Nelson Goodman introduced a problem with human intuition through induction in his book "Fact, Fiction and Forecast" published in 1965. The problem has to do with examining the color of an emerald at different times. First Goodman defines the word grue. The definition of grue has two parts. Objects that are assigned the property of grue are:
  • Objects FIRST examined before January 1, 2003 that are green.
  • Objects not examined before January 1, 2003 that are blue.

    The time of January 1, 2003 is completely arbitrary. The date serves to distiguish between objects examined before a certain time and objects examined after that time.

    This definition of grue can be difficult to understand initially. Assigning the property of grue to an object depends on the time it was FIRST seen and its color. A green object FIRST seen before the date is called grue. Likewise, a blue object FIRST seen after the date can be called grue as well. However, green objects FIRST seen after the date and blue objects FIRST seen before the date are not grue. Once an object is described as having the property of grue, the object can always be described as having the property of grue. For example, a green object seen before the date is given the property of grue. After the date, that object can still be described as being grue. This is because the object was first seen before the date.

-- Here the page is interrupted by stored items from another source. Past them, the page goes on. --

use axum::Router;

pub trait HttpLoggingExt<S> {
    fn with_http_logging(self) -> Self;
}

impl<S> HttpLoggingExt<S> for Router<S>
where
    S: Clone + Send + Sync + 'static,
{
    /// Add HTTP logging to Router
    fn with_http_logging(self) -> Router<S> {
        self.layer(tower_http::trace::TraceLayer::new_for_http()
            .on_request(|request: &axum::http::Request<_>, _span: &_| {
                let path = request.uri().path_and_query().map(|pq| pq.as_str()).unwrap_or("/");
                let htmx = request.headers().contains_key("hx-request");
                tracing::info!(target: "tower_http", method = %request.method(), path, htmx);
            })
            .on_response(|response: &axum::http::Response<_>, latency: std::time::Duration, _span: &_| {
                tracing::info!(
                    target: "tower_http",
                    status = format!("{} {}", response.status().as_str(), response.status().canonical_reason().unwrap_or_default()),
                    ?latency
                )
            }))
    }
}
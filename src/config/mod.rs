pub mod templates;
pub mod tracing;

use std::path::PathBuf;

use figment::providers::{Env, Format, Json};
use figment::Figment;
use serde::Deserialize;

#[derive(Deserialize, Debug, Clone, PartialEq)]
#[serde(default)]
pub struct AppCfg {
    pub listen_addr: String,
    /// Used when `RUST_LOG` is not set.
    pub log_level: String,
    pub templates_dir: PathBuf,
    pub watch_templates: bool,
    pub assets_dir: PathBuf,
    pub media_dir: PathBuf,
    pub feed_limit: i64,
    pub max_upload_bytes: usize,
    pub backend: BackendCfg,
}

impl Default for AppCfg {
    fn default() -> Self {
        Self {
            listen_addr: "0.0.0.0:3000".to_owned(),
            log_level: "info".to_owned(),
            templates_dir: PathBuf::from("src/templates"),
            watch_templates: false,
            assets_dir: PathBuf::from("./dist/assets"),
            media_dir: PathBuf::from("./media"),
            feed_limit: 50,
            max_upload_bytes: 10 * 1024 * 1024,
            backend: BackendCfg::Memory,
        }
    }
}

#[derive(Deserialize, Debug, Clone, PartialEq)]
#[serde(tag = "kind", rename_all = "lowercase")]
pub enum BackendCfg {
    Memory,
    Postgres {
        database_url: String,
        #[serde(default = "default_max_connections")]
        max_connections: usize,
    },
}

fn default_max_connections() -> usize {
    10
}

impl AppCfg {
    /// `appsettings.json`, then `APP_*` variables (`APP_BACKEND__KIND=postgres`).
    pub fn figment() -> Figment {
        Figment::new()
            .merge(Json::file("appsettings.json"))
            .merge(Env::prefixed("APP_").split("__"))
    }

    pub fn load(figment: Figment) -> anyhow::Result<Self> {
        Ok(figment.extract()?)
    }
}

#[cfg(test)]
mod tests {
    use super::*;

    #[test]
    fn defaults_fill_missing_keys() {
        let cfg = AppCfg::load(Figment::from(Json::string(r#"{ "feed_limit": 20 }"#))).unwrap();
        assert_eq!(cfg.feed_limit, 20);
        assert_eq!(cfg.listen_addr, "0.0.0.0:3000");
        assert_eq!(cfg.backend, BackendCfg::Memory);
    }

    #[test]
    fn postgres_backend() {
        let cfg = AppCfg::load(Figment::from(Json::string(
            r#"{ "backend": { "kind": "postgres", "database_url": "postgres://localhost/hive" } }"#,
        )))
        .unwrap();
        assert_eq!(
            cfg.backend,
            BackendCfg::Postgres {
                database_url: "postgres://localhost/hive".into(),
                max_connections: 10,
            }
        );
    }

    #[test]
    fn unknown_backend_rejected() {
        let res = AppCfg::load(Figment::from(Json::string(
            r#"{ "backend": { "kind": "sqlite" } }"#,
        )));
        assert!(res.is_err());
    }
}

    With the definition of grue out of the way, Goodman continues the riddle with the examination of emeralds. One examines a set of emeralds before the date. The emeralds are seen to be green. As it is before the date that the emeralds are examined, they are also described as being grue. One will induce that all emeralds are green and grue.

    After the date one picks up a new emerald, one that has not been previously examined. The expectation, based on induction, is that the emerald will be grue and green. For the emerald to be grue, it has to have the color of blue. Grue objects first examined after the date must be blue by definition. A blue emerald directly violates the other induction, that emeralds are green. This contradiction is Goodman's proof for showing that induction is totally useless.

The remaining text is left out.